#### [What is expected]
Beginning with the first line of the data below, set down each line exactly through the line that contains "status of a run.".

════════════════════

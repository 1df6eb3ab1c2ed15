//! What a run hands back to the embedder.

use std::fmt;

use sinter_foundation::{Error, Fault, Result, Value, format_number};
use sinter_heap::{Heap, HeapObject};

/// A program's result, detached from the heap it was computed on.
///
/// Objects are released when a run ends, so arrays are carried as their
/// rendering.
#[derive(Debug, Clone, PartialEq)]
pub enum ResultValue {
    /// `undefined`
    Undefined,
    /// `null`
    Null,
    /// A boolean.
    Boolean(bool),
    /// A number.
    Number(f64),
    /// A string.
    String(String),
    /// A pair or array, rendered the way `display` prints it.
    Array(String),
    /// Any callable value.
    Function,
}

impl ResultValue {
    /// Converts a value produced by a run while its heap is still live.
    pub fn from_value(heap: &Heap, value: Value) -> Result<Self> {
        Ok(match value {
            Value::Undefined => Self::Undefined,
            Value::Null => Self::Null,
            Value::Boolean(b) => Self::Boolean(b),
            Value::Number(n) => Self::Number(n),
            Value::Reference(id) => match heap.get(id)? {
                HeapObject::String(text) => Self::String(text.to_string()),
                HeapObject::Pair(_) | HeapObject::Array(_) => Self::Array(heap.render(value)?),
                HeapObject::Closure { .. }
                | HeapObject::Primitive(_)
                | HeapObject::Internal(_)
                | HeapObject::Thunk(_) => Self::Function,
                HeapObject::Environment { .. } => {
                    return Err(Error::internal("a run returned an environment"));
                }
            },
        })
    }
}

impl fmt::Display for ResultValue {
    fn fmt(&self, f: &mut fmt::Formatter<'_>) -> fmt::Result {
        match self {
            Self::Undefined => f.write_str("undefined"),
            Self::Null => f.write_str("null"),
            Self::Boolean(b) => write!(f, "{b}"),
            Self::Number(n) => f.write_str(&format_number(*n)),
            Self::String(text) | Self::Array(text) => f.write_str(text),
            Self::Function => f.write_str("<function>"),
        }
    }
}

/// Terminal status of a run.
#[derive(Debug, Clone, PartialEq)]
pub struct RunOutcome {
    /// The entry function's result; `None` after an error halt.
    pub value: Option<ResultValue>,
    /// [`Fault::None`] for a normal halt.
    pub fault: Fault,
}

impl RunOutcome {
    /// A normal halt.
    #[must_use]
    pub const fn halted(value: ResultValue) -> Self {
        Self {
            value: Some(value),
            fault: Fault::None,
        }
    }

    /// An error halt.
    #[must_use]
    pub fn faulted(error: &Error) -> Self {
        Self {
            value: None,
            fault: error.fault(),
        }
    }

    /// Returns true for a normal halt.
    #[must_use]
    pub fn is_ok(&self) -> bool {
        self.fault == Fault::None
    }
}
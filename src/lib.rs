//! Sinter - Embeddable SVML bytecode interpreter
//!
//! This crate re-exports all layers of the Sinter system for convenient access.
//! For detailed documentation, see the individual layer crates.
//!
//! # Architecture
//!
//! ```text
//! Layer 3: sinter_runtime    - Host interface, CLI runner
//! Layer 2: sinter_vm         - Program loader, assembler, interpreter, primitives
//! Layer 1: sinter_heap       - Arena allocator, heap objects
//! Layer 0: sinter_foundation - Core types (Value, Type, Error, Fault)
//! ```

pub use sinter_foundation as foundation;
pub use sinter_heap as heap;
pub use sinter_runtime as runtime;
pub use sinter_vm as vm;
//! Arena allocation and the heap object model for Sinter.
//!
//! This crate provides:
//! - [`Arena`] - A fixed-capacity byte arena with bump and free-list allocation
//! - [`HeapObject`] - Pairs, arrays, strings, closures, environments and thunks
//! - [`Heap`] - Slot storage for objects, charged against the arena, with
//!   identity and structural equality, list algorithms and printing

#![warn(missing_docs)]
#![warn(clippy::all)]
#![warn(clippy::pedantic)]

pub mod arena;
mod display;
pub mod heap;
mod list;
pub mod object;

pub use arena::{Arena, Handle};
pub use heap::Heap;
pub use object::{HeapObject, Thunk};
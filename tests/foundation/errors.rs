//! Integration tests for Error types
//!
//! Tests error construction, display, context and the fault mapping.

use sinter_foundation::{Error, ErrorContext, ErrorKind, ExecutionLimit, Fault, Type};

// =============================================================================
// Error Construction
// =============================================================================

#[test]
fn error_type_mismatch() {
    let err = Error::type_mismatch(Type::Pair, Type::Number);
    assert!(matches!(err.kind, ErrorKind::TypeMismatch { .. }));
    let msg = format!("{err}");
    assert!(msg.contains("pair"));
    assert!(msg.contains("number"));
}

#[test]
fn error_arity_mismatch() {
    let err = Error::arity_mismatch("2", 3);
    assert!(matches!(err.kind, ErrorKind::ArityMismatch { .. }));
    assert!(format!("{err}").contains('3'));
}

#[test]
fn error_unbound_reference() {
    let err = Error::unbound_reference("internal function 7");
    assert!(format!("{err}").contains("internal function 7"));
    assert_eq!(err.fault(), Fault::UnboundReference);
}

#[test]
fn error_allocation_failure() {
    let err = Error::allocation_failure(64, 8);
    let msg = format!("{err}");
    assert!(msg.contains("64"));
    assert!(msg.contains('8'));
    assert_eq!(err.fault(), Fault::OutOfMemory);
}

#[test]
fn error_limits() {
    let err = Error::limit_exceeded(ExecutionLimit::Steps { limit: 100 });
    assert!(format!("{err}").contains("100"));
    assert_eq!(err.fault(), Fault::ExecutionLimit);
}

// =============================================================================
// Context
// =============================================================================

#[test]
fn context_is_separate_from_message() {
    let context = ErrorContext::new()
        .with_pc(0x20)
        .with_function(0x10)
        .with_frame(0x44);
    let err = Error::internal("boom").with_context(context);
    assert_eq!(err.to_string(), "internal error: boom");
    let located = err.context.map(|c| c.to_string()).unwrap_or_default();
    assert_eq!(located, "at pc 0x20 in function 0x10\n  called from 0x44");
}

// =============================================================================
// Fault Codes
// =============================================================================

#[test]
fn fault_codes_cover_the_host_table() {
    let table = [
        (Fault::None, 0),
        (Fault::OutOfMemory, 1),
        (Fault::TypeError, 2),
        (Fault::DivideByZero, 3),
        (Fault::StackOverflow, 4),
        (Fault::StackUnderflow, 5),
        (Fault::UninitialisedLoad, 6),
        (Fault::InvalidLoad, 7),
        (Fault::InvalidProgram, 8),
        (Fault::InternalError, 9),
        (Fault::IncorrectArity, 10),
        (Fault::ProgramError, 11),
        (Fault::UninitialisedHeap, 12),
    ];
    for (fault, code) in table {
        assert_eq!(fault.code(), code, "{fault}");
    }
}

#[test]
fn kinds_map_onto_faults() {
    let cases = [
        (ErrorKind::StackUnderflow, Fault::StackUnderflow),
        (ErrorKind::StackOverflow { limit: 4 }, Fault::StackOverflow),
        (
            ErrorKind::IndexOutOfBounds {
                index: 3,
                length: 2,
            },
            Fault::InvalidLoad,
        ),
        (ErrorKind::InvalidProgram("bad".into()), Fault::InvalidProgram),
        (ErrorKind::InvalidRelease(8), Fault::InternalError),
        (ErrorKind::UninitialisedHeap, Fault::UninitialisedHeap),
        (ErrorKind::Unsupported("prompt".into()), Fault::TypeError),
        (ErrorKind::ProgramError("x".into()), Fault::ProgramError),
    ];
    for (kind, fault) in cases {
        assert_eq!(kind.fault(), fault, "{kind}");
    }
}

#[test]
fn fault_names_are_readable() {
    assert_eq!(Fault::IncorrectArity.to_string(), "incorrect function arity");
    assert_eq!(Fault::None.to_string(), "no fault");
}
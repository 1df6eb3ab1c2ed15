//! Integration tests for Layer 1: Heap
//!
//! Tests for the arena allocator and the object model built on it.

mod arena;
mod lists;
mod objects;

════════════════════

#### [Expected output]
repository 1df6eb3ab1c2ed15
//! What a run hands back to the embedder.

use std::fmt;

use sinter_foundation::{Error, Fault, Result, Value, format_number};
use sinter_heap::{Heap, HeapObject};

/// A program's result, detached from the heap it was computed on.
///
/// Objects are released when a run ends, so arrays are carried as their
/// rendering.
#[derive(Debug, Clone, PartialEq)]
pub enum ResultValue {
    /// `undefined`
    Undefined,
    /// `null`
    Null,
    /// A boolean.
    Boolean(bool),
    /// A number.
    Number(f64),
    /// A string.
    String(String),
    /// A pair or array, rendered the way `display` prints it.
    Array(String),
    /// Any callable value.
    Function,
}

impl ResultValue {
    /// Converts a value produced by a run while its heap is still live.
    pub fn from_value(heap: &Heap, value: Value) -> Result<Self> {
        Ok(match value {
            Value::Undefined => Self::Undefined,
            Value::Null => Self::Null,
            Value::Boolean(b) => Self::Boolean(b),
            Value::Number(n) => Self::Number(n),
            Value::Reference(id) => match heap.get(id)? {
                HeapObject::String(text) => Self::String(text.to_string()),
                HeapObject::Pair(_) | HeapObject::Array(_) => Self::Array(heap.render(value)?),
                HeapObject::Closure { .. }
                | HeapObject::Primitive(_)
                | HeapObject::Internal(_)
                | HeapObject::Thunk(_) => Self::Function,
                HeapObject::Environment { .. } => {
                    return Err(Error::internal("a run returned an environment"));
                }
            },
        })
    }
}

impl fmt::Display for ResultValue {
    fn fmt(&self, f: &mut fmt::Formatter<'_>) -> fmt::Result {
        match self {
            Self::Undefined => f.write_str("undefined"),
            Self::Null => f.write_str("null"),
            Self::Boolean(b) => write!(f, "{b}"),
            Self::Number(n) => f.write_str(&format_number(*n)),
            Self::String(text) | Self::Array(text) => f.write_str(text),
            Self::Function => f.write_str("<function>"),
        }
    }
}

/// Terminal status of a run.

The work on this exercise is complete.